Data records:
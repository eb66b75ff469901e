//! Plain HTTP Suggestion Gateway
//!
//! `POST {endpoint}` with `{"context": ..., "count": ...}` and a bearer
//! credential; the response body is a JSON array of strings.

use std::time::Duration;

use async_trait::async_trait;
use serde::Serialize;
use tracing::{debug, warn};

use super::{credential, fallback_suggestions, parse_names, settle, SuggestionGateway};
use crate::domain::{DomainError, DomainResult};

#[derive(Serialize)]
struct SuggestRequest<'a> {
    context: &'a str,
    count: usize,
}

pub struct HttpSuggestionGateway {
    client: reqwest::Client,
    endpoint: String,
    api_key: Option<String>,
}

impl HttpSuggestionGateway {
    pub fn new(endpoint: impl Into<String>, api_key: Option<String>, timeout: Duration) -> DomainResult<Self> {
        let client = reqwest::Client::builder()
            .timeout(timeout)
            .build()
            .map_err(|e| DomainError::Gateway(format!("failed to build client: {}", e)))?;
        Ok(Self::with_client(client, endpoint, api_key))
    }

    pub fn with_client(client: reqwest::Client, endpoint: impl Into<String>, api_key: Option<String>) -> Self {
        Self {
            client,
            endpoint: endpoint.into(),
            api_key,
        }
    }

    async fn request(&self, key: &str, context: &str, count: usize) -> DomainResult<Vec<String>> {
        let response = self
            .client
            .post(&self.endpoint)
            .bearer_auth(key)
            .json(&SuggestRequest { context, count })
            .send()
            .await
            .map_err(|e| DomainError::Gateway(e.to_string()))?;

        let status = response.status();
        if !status.is_success() {
            return Err(DomainError::Gateway(format!("suggestion service returned {}", status)));
        }

        let body = response
            .text()
            .await
            .map_err(|e| DomainError::Gateway(e.to_string()))?;
        parse_names(&body)
    }
}

#[async_trait]
impl SuggestionGateway for HttpSuggestionGateway {
    async fn suggest(&self, context: &str, count: usize) -> Vec<String> {
        let Some(key) = credential(&self.api_key) else {
            warn!("no suggestion credential configured, serving fallback list");
            return fallback_suggestions();
        };
        debug!(context, count, endpoint = %self.endpoint, "requesting suggestions");
        settle(self.request(key, context, count).await, context, count)
    }
}

#[cfg(test)]
mod tests {
    use super::*;
    use crate::gateway::stub::serve_once;

    fn gateway(base: &str, key: Option<&str>) -> HttpSuggestionGateway {
        let client = reqwest::Client::builder()
            .no_proxy()
            .timeout(Duration::from_secs(5))
            .build()
            .unwrap();
        HttpSuggestionGateway::with_client(client, format!("{}/suggest", base), key.map(str::to_string))
    }

    #[tokio::test]
    async fn test_missing_credential_serves_fallback() {
        let gateway = gateway("http://127.0.0.1:9", None);
        assert_eq!(gateway.suggest("Healthy", 5).await, fallback_suggestions());
    }

    #[tokio::test]
    async fn test_sends_context_and_count() {
        let (base, server) = serve_once("200 OK", r#"["Bánh Xèo", "Hủ Tiếu"]"#).await;

        let names = gateway(&base, Some("secret")).suggest("Lộn Xộn", 5).await;
        let request = server.await.unwrap();

        assert_eq!(names, vec!["Bánh Xèo".to_string(), "Hủ Tiếu".to_string()]);
        assert!(request.starts_with("POST /suggest"));
        assert!(request.to_ascii_lowercase().contains("authorization: bearer secret"));
        assert!(request.contains(r#""count":5"#));
        assert!(request.contains(r#""context":"Lộn Xộn""#));
    }

    #[tokio::test]
    async fn test_error_status_yields_empty() {
        let (base, server) = serve_once("500 Internal Server Error", r#"{"error":"down"}"#).await;
        assert!(gateway(&base, Some("secret")).suggest("ctx", 5).await.is_empty());
        server.await.unwrap();
    }

    #[tokio::test]
    async fn test_malformed_body_yields_empty() {
        let (base, server) = serve_once("200 OK", r#"{"names":["Phở"]}"#).await;
        assert!(gateway(&base, Some("secret")).suggest("ctx", 5).await.is_empty());
        server.await.unwrap();
    }

    #[tokio::test]
    async fn test_unreachable_service_yields_empty() {
        let listener = std::net::TcpListener::bind("127.0.0.1:0").unwrap();
        let addr = listener.local_addr().unwrap();
        drop(listener);

        let names = gateway(&format!("http://{}", addr), Some("secret")).suggest("ctx", 5).await;
        assert!(names.is_empty());
    }
}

> [WHAT YOU SHOULD DO]: Give back the lines of the data exactly as they are written, from the first line through the line containing "pub fn with_client(client: reqwest::Client, endpoint: impl".

> [OUTPUT FOR THIS EXERCISE]:
repository eb66b75ff469901e
//! Plain HTTP Suggestion Gateway
//!
//! `POST {endpoint}` with `{"context": ..., "count": ...}` and a bearer
//! credential; the response body is a JSON array of strings.

use std::time::Duration;

use async_trait::async_trait;
use serde::Serialize;
use tracing::{debug, warn};

use super::{credential, fallback_suggestions, parse_names, settle, SuggestionGateway};
use crate::domain::{DomainError, DomainResult};

#[derive(Serialize)]
struct SuggestRequest<'a> {
    context: &'a str,
    count: usize,
}

pub struct HttpSuggestionGateway {
    client: reqwest::Client,
    endpoint: String,
    api_key: Option<String>,
}

impl HttpSuggestionGateway {
    pub fn new(endpoint: impl Into<String>, api_key: Option<String>, timeout: Duration) -> DomainResult<Self> {
        let client = reqwest::Client::builder()
            .timeout(timeout)
            .build()
            .map_err(|e| DomainError::Gateway(format!("failed to build client: {}", e)))?;
        Ok(Self::with_client(client, endpoint, api_key))
    }

    pub fn with_client(client: reqwest::Client, endpoint: impl Into<String>, api_key: Option<String>) -> Self {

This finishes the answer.